The generic term for genetic alteration is gene editing, which covers all forms of gene expression. Within this is gene silencing, which reduces a gene’s expression, rather than completely eliminating it. This allows for more potential testing as the silencing of the gene can be reversed.

There are 5 main forms of gene alteration used to study how an illness behaves or a virus mutates in the human body:

  1. Gain of function – often used in virology, gain of function gives a gene a new format that can be studied to assess for example how a virus behaves.
  2. Loss of function – when a gene is adjusted to disable it in order to study what occurs with organisms that no longer contain the gene.
  3. Gene knockout – a permanent method to damage a gene so it no longer functions in its original form. Part of the gene is knocked out of its natural formation.
  4. Gene knockdown – similar to gene knockout, but the gene is only reduced, not completely disabled, so the result is temporary.
  5. Gene knockin – this process involves adding or replacing a gene within the DNA sequence.

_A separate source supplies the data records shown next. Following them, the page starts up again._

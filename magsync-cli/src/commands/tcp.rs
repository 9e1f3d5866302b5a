use super::session::{install_cancel_watchers, load_config, run_session, SessionOptions, SessionSink};
use anyhow::{Context, Result};
use magsync_core::{CancelToken, StreamTransport};
use std::net::{Ipv4Addr, SocketAddrV4, TcpStream};
use tracing::info;

pub fn execute(addr: Ipv4Addr, port: u16, options: &SessionOptions) -> Result<()> {
    let config = load_config(options.config.as_deref(), options.timeout_ms)?;
    let mut sink = SessionSink::open(options)?;

    let cancel = CancelToken::new();
    install_cancel_watchers(&cancel)?;

    let target = SocketAddrV4::new(addr, port);
    info!("Connecting to {}", target);

    let stream = TcpStream::connect(target)
        .with_context(|| format!("Failed to connect to {}", target))?;
    let transport = StreamTransport::tcp(stream, config.read_timeout())
        .with_context(|| format!("Failed to configure connection to {}", target))?;

    println!("Connected to {}; press Enter or Ctrl-C to stop", target);

    let stats = run_session(transport, config, &mut sink, cancel)?;
    if let Some(captured) = sink.captured() {
        info!("Captured {} of {} records", captured, stats.records());
    }

    Ok(())
}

These are all forms of genetic engineering that amend genes and their behaviour for the purposes of research.

Why is genetic alteration important to test toxicity? 

An article published by the National Library of Medicine states that more than 24% of diseases are caused by environmental pollutants and more than 13 million deaths occur in the world every year due to this. Similarly, discovering a cure for diseases such as cancer or Alzheimer’s is a long way off. The death figure is astounding considering we live in a world that is full of rapidly developing technology, yet people are still dying from common diseases.

Another issue is the toxicity of certain fabrics, such as polyester – a man-made material. In addition to being carcinogenic, polyester can irritate the skin, the airways and affect the immune system. Using genetic alteration assays to test the effects of exposure to this toxic substance is essential for a polyester toxicity study to understand the dramatic effect it can have on human health.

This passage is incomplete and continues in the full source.